The lines to print are the one containing "pub unsafe fn delete(&self, units: &[u16], hasher: KeyHashFn)" and every line after it through the end of the entries below. Print them exactly and nothing else.

□ □ □

impl<'a> Slots<'a> {
    pub fn new(region: &'a TableRegion) -> Self {
        let h = region.header();
        let (n, k, v) = (h.capacity, h.max_key_len, h.max_value_len);
        let base = region.base_mut_ptr();
        unsafe {
            Slots {
                n,
                k,
                v,
                key_lens: base.add(layout::key_lens_offset(n)) as *mut u32,
                nexts: base.add(layout::nexts_offset(n)) as *mut u32,
                value_lens: base.add(layout::value_lens_offset(n)) as *mut u32,
                key_cells: base.add(layout::key_cells_offset(n)) as *mut u16,
                value_cells: base.add(layout::value_cells_offset(n, k)) as *mut u16,
                size: region.size_word(),
                cursor: region.free_cursor(),
                _region: PhantomData,
            }
        }
    }

    /// Capacity N; also the INVALID next sentinel.
    pub fn capacity(&self) -> u32 {
        self.n
    }

    pub fn invalid(&self) -> u32 {
        self.n
    }

    /// Reduce a hash to a home slot index.
    pub fn home(&self, units: &[u16], hasher: KeyHashFn) -> u32 {
        hasher(units) % self.n
    }

    // --- Slot field accessors ---
    //
    // Safety contract for all of these: `slot < N`, and the caller holds
    // the slot's line lock (shared for reads, exclusive for writes) or a
    // fully exclusive gate pair.

    pub unsafe fn key_len(&self, slot: u32) -> u32 {
        *self.key_lens.add(slot as usize)
    }

    pub unsafe fn is_occupied(&self, slot: u32) -> bool {
        let len = self.key_len(slot);
        len >= 1 && len <= self.k
    }

    pub unsafe fn next(&self, slot: u32) -> u32 {
        *self.nexts.add(slot as usize)
    }

    pub unsafe fn set_next(&self, slot: u32, next: u32) {
        debug_assert_ne!(slot, next, "a slot must never chain to itself");
        *self.nexts.add(slot as usize) = next;
    }

    pub unsafe fn value_len(&self, slot: u32) -> u32 {
        *self.value_lens.add(slot as usize)
    }

    pub unsafe fn key_units(&self, slot: u32) -> &[u16] {
        let len = self.key_len(slot).min(self.k) as usize;
        std::slice::from_raw_parts(self.key_cells.add(slot as usize * self.k as usize), len)
    }

    pub unsafe fn value_units(&self, slot: u32) -> &[u16] {
        let len = self.value_len(slot).min(self.v) as usize;
        std::slice::from_raw_parts(self.value_cells.add(slot as usize * self.v as usize), len)
    }

    pub unsafe fn key_matches(&self, slot: u32, units: &[u16]) -> bool {
        self.key_len(slot) as usize == units.len() && self.key_units(slot) == units
    }

    pub unsafe fn read_key(&self, slot: u32) -> String {
        String::from_utf16_lossy(self.key_units(slot))
    }

    pub unsafe fn read_value(&self, slot: u32) -> String {
        String::from_utf16_lossy(self.value_units(slot))
    }

    /// Home slot of the key currently stored in `slot`.
    pub unsafe fn home_of(&self, slot: u32, hasher: KeyHashFn) -> u32 {
        self.home(self.key_units(slot), hasher)
    }

    pub unsafe fn write_value(&self, slot: u32, units: &[u16]) {
        debug_assert!(units.len() <= self.v as usize);
        std::ptr::copy_nonoverlapping(
            units.as_ptr(),
            self.value_cells.add(slot as usize * self.v as usize),
            units.len(),
        );
        *self.value_lens.add(slot as usize) = units.len() as u32;
    }

    /// Occupy `slot` with a fresh entry. The key length is written last
    /// so a slot never looks occupied with a half-written key.
    pub unsafe fn write_entry(&self, slot: u32, key: &[u16], value: &[u16], next: u32) {
        debug_assert!(!key.is_empty() && key.len() <= self.k as usize);
        self.write_value(slot, value);
        std::ptr::copy_nonoverlapping(
            key.as_ptr(),
            self.key_cells.add(slot as usize * self.k as usize),
            key.len(),
        );
        self.set_next(slot, next);
        *self.key_lens.add(slot as usize) = key.len() as u32;
    }

    /// Move the record in `src` into `dst`, leaving `src` empty.
    pub unsafe fn relocate(&self, src: u32, dst: u32) {
        let key: Vec<u16> = self.key_units(src).to_vec();
        let value: Vec<u16> = self.value_units(src).to_vec();
        let next = self.next(src);
        self.write_entry(dst, &key, &value, next);
        self.clear_slot(src);
    }

    pub unsafe fn clear_slot(&self, slot: u32) {
        *self.key_lens.add(slot as usize) = 0;
        self.set_next(slot, self.invalid());
    }

    // --- Counters ---

    pub fn len(&self) -> u32 {
        self.size.load(Ordering::Relaxed)
    }

    pub fn bump_size(&self) {
        self.size.fetch_add(1, Ordering::Relaxed);
    }

    pub fn drop_size(&self) {
        self.size.fetch_sub(1, Ordering::Relaxed);
    }

    /// Scan forward from the advisory cursor for an empty slot,
    /// advancing the cursor past a hit. Exclusive-access variant; the
    /// lock-based allocator in `mod.rs` try-locks candidates instead.
    pub unsafe fn find_free(&self) -> Option<u32> {
        let start = self.cursor.load(Ordering::Relaxed);
        for i in 0..self.n {
            let idx = (start.wrapping_add(i)) % self.n;
            if self.key_len(idx) == 0 {
                self.cursor.store((idx + 1) % self.n, Ordering::Relaxed);
                return Some(idx);
            }
        }
        None
    }

    pub fn cursor_hint(&self) -> u32 {
        self.cursor.load(Ordering::Relaxed) % self.n
    }

    pub fn advance_cursor(&self, past: u32) {
        self.cursor.store((past + 1) % self.n, Ordering::Relaxed);
    }

    // --- Chain operations (full exclusivity required) ---

    /// Locate `units` starting from its home. Returns the slot index.
    ///
    /// # Safety
    /// Caller holds both gates exclusively (or is otherwise the sole
    /// accessor of the region).
    pub unsafe fn lookup(&self, units: &[u16], hasher: KeyHashFn) -> Option<u32> {
        let home = self.home(units, hasher);
        if self.key_len(home) == 0 {
            return None;
        }
        if self.home_of(home, hasher) != home {
            // Home usurped by a foreign chain: the key cannot be present.
            return None;
        }
        let mut cur = home;
        for _ in 0..self.n {
            if self.key_matches(cur, units) {
                return Some(cur);
            }
            let nxt = self.next(cur);
            if nxt >= self.n {
                return None;
            }
            cur = nxt;
        }
        None
    }

    /// Upsert `units` → `value`.
    ///
    /// # Safety
    /// Caller holds both gates exclusively (or is otherwise the sole
    /// accessor of the region).
    pub unsafe fn insert(
        &self,
        units: &[u16],
        value: &[u16],
        hasher: KeyHashFn,
    ) -> Result<(), Error> {
        let home = self.home(units, hasher);

        if self.key_len(home) == 0 {
            self.write_entry(home, units, value, self.invalid());
            self.bump_size();
            return Ok(());
        }

        if self.home_of(home, hasher) != home {
            // A foreign entry sits on this key's home: evict it to a
            // free slot and splice its chain around the move.
            let free = self.find_free().ok_or(Error::TableFull)?;
            let foreign_home = self.home_of(home, hasher);
            self.relocate(home, free);
            let mut pred = foreign_home;
            for _ in 0..self.n {
                let nxt = self.next(pred);
                if nxt == home {
                    break;
                }
                debug_assert!(nxt < self.n, "evicted entry must have a predecessor");
                pred = nxt;
            }
            self.set_next(pred, free);
            self.write_entry(home, units, value, self.invalid());
            self.bump_size();
            return Ok(());
        }

        // Walk this key's chain: overwrite in place or append at the tail.
        let mut cur = home;
        loop {
            if self.key_matches(cur, units) {
                self.write_value(cur, value);
                return Ok(());
            }
            let nxt = self.next(cur);
            if nxt >= self.n {
                break;
            }
            cur = nxt;
        }
        let free = self.find_free().ok_or(Error::TableFull)?;
        self.write_entry(free, units, value, self.invalid());
        self.set_next(cur, free);
        self.bump_size();
        Ok(())
    }

    /// Remove `units` if present. Rechaining: deleting the chain head
    /// promotes its first successor into the home slot.
    ///
    /// # Safety
    /// Caller holds both gates exclusively (or is otherwise the sole
    /// accessor of the region).
    pub unsafe fn delete(&self, units: &[u16], hasher: KeyHashFn) -> bool {
        let home = self.home(units, hasher);
        if self.key_len(home) == 0 || self.home_of(home, hasher) != home {
            return false;
        }

        let mut prev = self.invalid();
        let mut cur = home;
        let mut found = false;
        for _ in 0..self.n {
            if self.key_matches(cur, units) {
                found = true;
                break;
            }
            let nxt = self.next(cur);
            if nxt >= self.n {
                break;
            }
            prev = cur;
            cur = nxt;
        }
        if !found {
            return false;
        }

        let nxt = self.next(cur);
        if prev != self.invalid() {
            // Mid-chain or tail entry: unlink it.
            self.set_next(prev, nxt);
            self.clear_slot(cur);
        } else if nxt < self.n {
            // Chain head with successors: promote the first successor
            // into the home slot so the rest stay reachable.
            self.relocate(nxt, home);
        } else {
            self.clear_slot(home);
        }
        self.drop_size();
        true
    }

    /// Reset every slot to empty and both counters to zero.
    ///
    /// # Safety
    /// Caller holds both gates exclusively.
    pub unsafe fn clear(&self) {
        for slot in 0..self.n {
            self.clear_slot(slot);
        }
        self.size.store(0, Ordering::Relaxed);
        self.cursor.store(0, Ordering::Relaxed);
    }
}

□ □ □

» Answer area:
    pub unsafe fn delete(&self, units: &[u16], hasher: KeyHashFn) -> bool {
        let home = self.home(units, hasher);
        if self.key_len(home) == 0 || self.home_of(home, hasher) != home {
            return false;
        }

        let mut prev = self.invalid();
        let mut cur = home;
        let mut found = false;
        for _ in 0..self.n {
            if self.key_matches(cur, units) {
                found = true;
                break;
            }
            let nxt = self.next(cur);
            if nxt >= self.n {
                break;
            }
            prev = cur;
            cur = nxt;
        }
        if !found {
            return false;
        }

        let nxt = self.next(cur);
        if prev != self.invalid() {
            // Mid-chain or tail entry: unlink it.
            self.set_next(prev, nxt);
            self.clear_slot(cur);
        } else if nxt < self.n {
            // Chain head with successors: promote the first successor
            // into the home slot so the rest stay reachable.
            self.relocate(nxt, home);
        } else {
            self.clear_slot(home);
        }
        self.drop_size();
        true
    }

    /// Reset every slot to empty and both counters to zero.
    ///
    /// # Safety
    /// Caller holds both gates exclusively.
    pub unsafe fn clear(&self) {
        for slot in 0..self.n {
            self.clear_slot(slot);
        }
        self.size.store(0, Ordering::Relaxed);
        self.cursor.store(0, Ordering::Relaxed);
    }
}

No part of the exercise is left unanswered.